__Task goal__. Please reproduce verbatim the lines below, from the first through the one with "a UTC instant.".
:: Records provided
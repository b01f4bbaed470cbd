//! Configuration file location.

use crate::constants::{APP_NAME, CONFIG_PATH_ENV};
use crate::error::{Error, Result};
use directories::ProjectDirs;
use std::path::PathBuf;

/// Platform configuration directory for garden-triage.
///
/// - Linux: `~/.config/garden-triage/`
/// - macOS: `~/Library/Application Support/garden-triage/`
/// - Windows: `%APPDATA%\garden-triage\config\`
pub fn config_dir() -> Result<PathBuf> {
    ProjectDirs::from("", "", APP_NAME)
        .map(|dirs| dirs.config_dir().to_path_buf())
        .ok_or(Error::ConfigDirNotFound)
}

/// Path of the config file.
///
/// `GARDEN_TRIAGE_CONFIG` overrides the platform location when set to a
/// non-empty path.
pub fn config_file_path() -> Result<PathBuf> {
    if let Some(path) = std::env::var_os(CONFIG_PATH_ENV).filter(|p| !p.is_empty()) {
        return Ok(PathBuf::from(path));
    }

    Ok(config_dir()?.join("config.toml"))
}
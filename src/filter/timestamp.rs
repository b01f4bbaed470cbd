//! Timestamp normalization.
//!
//! Devices report timestamps either as ISO-8601 or in a filename-safe
//! device-local encoding such as `2025-04-28T13-39-10-380729_0229`, where
//! hyphens replace the time separators and an optional `_NNNN` suffix
//! carries a frame index. Both are normalized to a UTC instant.

use chrono::{DateTime, NaiveDate, NaiveDateTime, Utc};
use tracing::warn;

/// Naive formats accepted after RFC 3339 fails, tried in order.
const NAIVE_FORMATS: &[&str] = &[
    "%Y-%m-%dT%H:%M:%S%.f",
    "%Y-%m-%d %H:%M:%S%.f",
    "%Y-%m-%dT%H:%M",
    "%Y-%m-%d %H:%M",
];

/// Offset-bearing formats that RFC 3339 parsing rejects.
const OFFSET_FORMATS: &[&str] = &["%Y-%m-%dT%H:%M:%S%.f%z", "%Y-%m-%dT%H:%M%:z"];

/// Parse a timestamp in any supported encoding.
///
/// Returns `None` when the value cannot be parsed and logs a warning.
/// Naive timestamps (no offset) are interpreted as UTC.
pub fn parse_timestamp(value: &str) -> Option<DateTime<Utc>> {
    let parsed = normalize_timestamp(value);

    if parsed.is_none() {
        warn!("Unparseable timestamp: {value:?}");
    }

    parsed
}

/// Like [`parse_timestamp`], without the warning.
///
/// For callers that look at timestamps outside the pipeline, which
/// reports unparseable values itself.
pub fn normalize_timestamp(value: &str) -> Option<DateTime<Utc>> {
    parse_iso8601(value)
        .or_else(|| parse_device_local(value))
        .or_else(|| parse_iso8601(value.trim()))
}

/// Parse an ISO-8601 timestamp, with or without an offset.
///
/// A trailing `Z` means UTC.
pub fn parse_iso8601(value: &str) -> Option<DateTime<Utc>> {
    if let Ok(dt) = DateTime::parse_from_rfc3339(value) {
        return Some(dt.with_timezone(&Utc));
    }

    for format in OFFSET_FORMATS {
        if let Ok(dt) = DateTime::parse_from_str(value, format) {
            return Some(dt.with_timezone(&Utc));
        }
    }

    for format in NAIVE_FORMATS {
        if let Ok(naive) = NaiveDateTime::parse_from_str(value, format) {
            return Some(naive.and_utc());
        }
    }

    NaiveDate::parse_from_str(value, "%Y-%m-%d")
        .ok()
        .and_then(|date| date.and_hms_opt(0, 0, 0))
        .map(|naive| naive.and_utc())
}

/// Parse the device-local `YYYY-MM-DDTHH-MM-SS-ffffff[_frame]` encoding.
///
/// The frame suffix is discarded. A missing fraction defaults to zero and
/// components beyond the fourth are ignored. Returns `None` when the time
/// part has fewer than three hyphen-separated components.
pub fn parse_device_local(value: &str) -> Option<DateTime<Utc>> {
    let iso = device_local_to_iso(value)?;
    parse_iso8601(&iso)
}

/// Rewrite a device-local timestamp into ISO-8601 form.
fn device_local_to_iso(value: &str) -> Option<String> {
    let (date, time) = value.split_once('T')?;

    let time = time.split_once('_').map_or(time, |(head, _frame)| head);

    let parts: Vec<&str> = time.split('-').collect();
    if parts.len() < 3 {
        return None;
    }

    let fraction = parts.get(3).copied().unwrap_or("0");

    Some(format!(
        "{date}T{}:{}:{}.{fraction}",
        parts[0], parts[1], parts[2]
    ))
}

#[cfg(test)]
#[allow(clippy::unwrap_used)]
mod tests {
    use super::*;
    use chrono::{TimeZone, Timelike};

    #[test]
    fn test_parse_iso_with_z_suffix() {
        let dt = parse_timestamp("2025-04-28T13:39:10Z").unwrap();
        assert_eq!(dt, Utc.with_ymd_and_hms(2025, 4, 28, 13, 39, 10).unwrap());
    }

    #[test]
    fn test_parse_iso_with_offset() {
        let dt = parse_timestamp("2025-04-28T15:39:10+02:00").unwrap();
        assert_eq!(dt, Utc.with_ymd_and_hms(2025, 4, 28, 13, 39, 10).unwrap());
    }

    #[test]
    fn test_parse_iso_naive_is_utc() {
        let dt = parse_timestamp("2025-04-28T13:39:10.380729").unwrap();
        assert_eq!(dt.hour(), 13);
        assert_eq!(dt.nanosecond(), 380_729_000);
    }

    #[test]
    fn test_parse_iso_minute_precision_and_date_only() {
        let minute = parse_timestamp("2025-04-28T13:39").unwrap();
        assert_eq!(minute, Utc.with_ymd_and_hms(2025, 4, 28, 13, 39, 0).unwrap());

        let date = parse_timestamp("2025-04-28").unwrap();
        assert_eq!(date, Utc.with_ymd_and_hms(2025, 4, 28, 0, 0, 0).unwrap());
    }

    #[test]
    fn test_device_local_with_frame_suffix() {
        let device = parse_timestamp("2025-04-28T13-39-10-380729_0229").unwrap();
        let iso = parse_timestamp("2025-04-28T13:39:10.380729").unwrap();
        assert_eq!(device, iso);
    }

    #[test]
    fn test_device_local_without_fraction() {
        let dt = parse_timestamp("2025-04-28T13-39-10").unwrap();
        assert_eq!(dt, Utc.with_ymd_and_hms(2025, 4, 28, 13, 39, 10).unwrap());
    }

    #[test]
    fn test_device_local_extra_components_ignored() {
        let dt = parse_timestamp("2025-04-28T13-39-10-5-99").unwrap();
        assert_eq!(dt.nanosecond(), 500_000_000);
    }

    #[test]
    fn test_device_local_too_few_components() {
        assert_eq!(device_local_to_iso("2025-04-28T13-39"), None);
        assert!(parse_timestamp("2025-04-28T13-39").is_none());
    }

    #[test]
    fn test_unparseable_values() {
        assert!(parse_timestamp("").is_none());
        assert!(parse_timestamp("not a timestamp").is_none());
        assert!(parse_timestamp("2025-13-45T99-99-99").is_none());
    }

    #[test]
    fn test_normalize_matches_parse() {
        for value in ["2025-04-28T13-39-10-380729_0229", "2025-04-28T13:39:10Z", "junk"] {
            assert_eq!(normalize_timestamp(value), parse_timestamp(value));
        }
    }

    #[test]
    fn test_surrounding_whitespace_tolerated() {
        assert!(parse_timestamp(" 2025-04-28T13:39:10Z ").is_some());
    }
}
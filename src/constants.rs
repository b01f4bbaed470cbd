//! Application-wide constants.
//!
//! All magic numbers and strings are defined here to ensure consistency
//! and make changes easy to track.

/// Application name used for config directories and user-facing messages.
pub const APP_NAME: &str = "garden-triage";

/// Environment variable overriding the config file location.
pub const CONFIG_PATH_ENV: &str = "GARDEN_TRIAGE_CONFIG";

/// Record field names understood by the filtering pipeline.
pub mod fields {
    /// Field holding the event timestamp.
    pub const TIMESTAMP: &str = "timestamp";

    /// Candidate species label fields, in resolution order.
    pub const SPECIES_FIELDS: &[&str] = &["species", "predicted_class"];

    /// Candidate confidence fields, in resolution order.
    pub const CONFIDENCE_FIELDS: &[&str] = &["species_confidence", "confidence"];

    /// Label used when no species field resolves.
    pub const UNKNOWN_SPECIES: &str = "Unknown";

    /// Confidence used when no confidence field resolves.
    pub const DEFAULT_CONFIDENCE: f64 = 0.0;

    /// Field identifying the reporting device.
    pub const DEVICE_ID: &str = "device_id";
}

/// Session segmentation constants.
pub mod session {
    /// Inactivity gap that splits two sessions, in minutes.
    ///
    /// A gap of exactly this length keeps events in the same session.
    pub const SESSION_GAP_MINUTES: i64 = 60;

    /// Sessions with fewer raw events than this are always discarded.
    pub const MIN_SESSION_EVENTS: usize = 3;
}

/// Confidence threshold bounds.
pub mod confidence {
    /// Minimum valid confidence threshold.
    pub const MIN: f64 = 0.0;

    /// Maximum valid confidence threshold.
    pub const MAX: f64 = 1.0;
}

/// Default filter parameters used by the CLI and config file.
///
/// The library pipeline never applies these implicitly; every call to
/// [`crate::filter::apply_false_positive_filtering`] takes an explicit
/// [`crate::filter::FilterConfig`].
pub mod defaults {
    /// Default confidence threshold (fraction).
    pub const CONFIDENCE_THRESHOLD: f64 = 0.05;

    /// Default minimum spacing between same-species detections, in minutes.
    pub const SPECIES_SPACING_MINUTES: f64 = 5.0;

    /// Default maximum detections per minute within a session.
    pub const DETECTION_RATE_LIMIT: f64 = 50.0;

    /// Default minimum session duration, in minutes.
    pub const SESSION_MIN_DURATION_MINUTES: f64 = 1.0;
}

/// Field names used when a JSON document wraps records in an object.
pub mod input {
    /// Key of the record array in a paginated API response.
    pub const ITEMS_KEY: &str = "items";
}
//! JSON run report.
//!
//! Records the parameters of a filter run alongside its stage counts,
//! per-species counts and a per-device summary with the date range each
//! device covered.

use crate::constants::fields::{DEVICE_ID, TIMESTAMP};
use crate::error::{Error, Result};
use crate::filter::{
    ClassificationEvent, FilterConfig, FilterReport, RecordSelection, normalize_timestamp,
    partition_key,
};
use crate::output::{SpeciesCount, species_counts};
use chrono::{DateTime, Utc};
use serde::Serialize;
use serde_json::Value;
use std::collections::BTreeMap;
use std::io::Write;
use std::path::Path;

/// Summary of one filter run.
#[derive(Debug, Serialize)]
pub struct RunReport {
    /// When the report was produced.
    pub generated_at: DateTime<Utc>,
    /// Filter parameters in effect.
    pub parameters: FilterConfig,
    /// Device and time-window selection applied before filtering.
    pub selection: RecordSelection,
    /// Per-stage counts.
    pub counts: FilterReport,
    /// Raw and filtered counts per species.
    pub species: Vec<SpeciesCount>,
    /// Raw and filtered counts per device.
    pub devices: Vec<DeviceSummary>,
}

/// Counts and covered period for one device.
#[derive(Debug, Clone, PartialEq, Eq, Serialize)]
pub struct DeviceSummary {
    /// Device identifier; `None` for records without one.
    pub device_id: Option<String>,
    /// Records entering the pipeline.
    pub raw: usize,
    /// Records surviving it.
    pub filtered: usize,
    /// Period spanned by the device's raw records.
    pub date_range: Option<DateRange>,
}

/// First and last timestamp of a set of records.
#[derive(Debug, Clone, Copy, PartialEq, Eq, Serialize)]
pub struct DateRange {
    /// Earliest timestamp.
    pub start: DateTime<Utc>,
    /// Latest timestamp.
    pub end: DateTime<Utc>,
    /// Whole days between the two.
    pub span_days: i64,
}

impl DateRange {
    fn widen(range: Option<Self>, instant: DateTime<Utc>) -> Self {
        let (start, end) = match range {
            Some(r) => (r.start.min(instant), r.end.max(instant)),
            None => (instant, instant),
        };

        Self {
            start,
            end,
            span_days: (end - start).num_days(),
        }
    }
}

impl RunReport {
    /// Build a report for records that went through the pipeline.
    pub fn new(
        parameters: FilterConfig,
        selection: RecordSelection,
        counts: FilterReport,
        raw: &[ClassificationEvent],
        filtered: &[ClassificationEvent],
    ) -> Self {
        Self {
            generated_at: Utc::now(),
            parameters,
            selection,
            counts,
            species: species_counts(raw, filtered),
            devices: device_summaries(raw, filtered),
        }
    }
}

/// Per-device counts in device order, records without a device first.
pub fn device_summaries(
    raw: &[ClassificationEvent],
    filtered: &[ClassificationEvent],
) -> Vec<DeviceSummary> {
    let mut devices: BTreeMap<Option<String>, DeviceSummary> = BTreeMap::new();

    for record in raw {
        let device_id = partition_key(record, DEVICE_ID);
        let entry = devices
            .entry(device_id.clone())
            .or_insert_with(|| empty_summary(device_id));
        entry.raw += 1;

        if let Some(instant) = record
            .get(TIMESTAMP)
            .and_then(Value::as_str)
            .and_then(normalize_timestamp)
        {
            entry.date_range = Some(DateRange::widen(entry.date_range, instant));
        }
    }

    for record in filtered {
        let device_id = partition_key(record, DEVICE_ID);
        devices
            .entry(device_id.clone())
            .or_insert_with(|| empty_summary(device_id))
            .filtered += 1;
    }

    devices.into_values().collect()
}

fn empty_summary(device_id: Option<String>) -> DeviceSummary {
    DeviceSummary {
        device_id,
        raw: 0,
        filtered: 0,
        date_range: None,
    }
}

/// Write `report` as pretty-printed JSON to `path`.
pub fn write_run_report(report: &RunReport, path: &Path) -> Result<()> {
    let file = std::fs::File::create(path).map_err(|e| Error::OutputCreate {
        path: path.to_path_buf(),
        source: e,
    })?;
    let mut writer = std::io::BufWriter::new(file);

    serde_json::to_writer_pretty(&mut writer, report).map_err(|e| Error::ReportWrite {
        path: path.to_path_buf(),
        source: e,
    })?;
    writeln!(writer)?;
    writer.flush()?;
    Ok(())
}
::::
__Answer area__.
repository b01f4bbaed470cbd
//! Configuration file location.

use crate::constants::{APP_NAME, CONFIG_PATH_ENV};
use crate::error::{Error, Result};
use directories::ProjectDirs;
use std::path::PathBuf;

/// Platform configuration directory for garden-triage.
///
/// - Linux: `~/.config/garden-triage/`
/// - macOS: `~/Library/Application Support/garden-triage/`
/// - Windows: `%APPDATA%\garden-triage\config\`
pub fn config_dir() -> Result<PathBuf> {
    ProjectDirs::from("", "", APP_NAME)
        .map(|dirs| dirs.config_dir().to_path_buf())
        .ok_or(Error::ConfigDirNotFound)
}

/// Path of the config file.
///
/// `GARDEN_TRIAGE_CONFIG` overrides the platform location when set to a
/// non-empty path.
pub fn config_file_path() -> Result<PathBuf> {
    if let Some(path) = std::env::var_os(CONFIG_PATH_ENV).filter(|p| !p.is_empty()) {
        return Ok(PathBuf::from(path));
    }

    Ok(config_dir()?.join("config.toml"))
}
filename src/filter/timestamp.rs
repository b01f4bbaed470cbd
//! Timestamp normalization.
//!
//! Devices report timestamps either as ISO-8601 or in a filename-safe
//! device-local encoding such as `2025-04-28T13-39-10-380729_0229`, where
//! hyphens replace the time separators and an optional `_NNNN` suffix
//! carries a frame index. Both are normalized to a UTC instant.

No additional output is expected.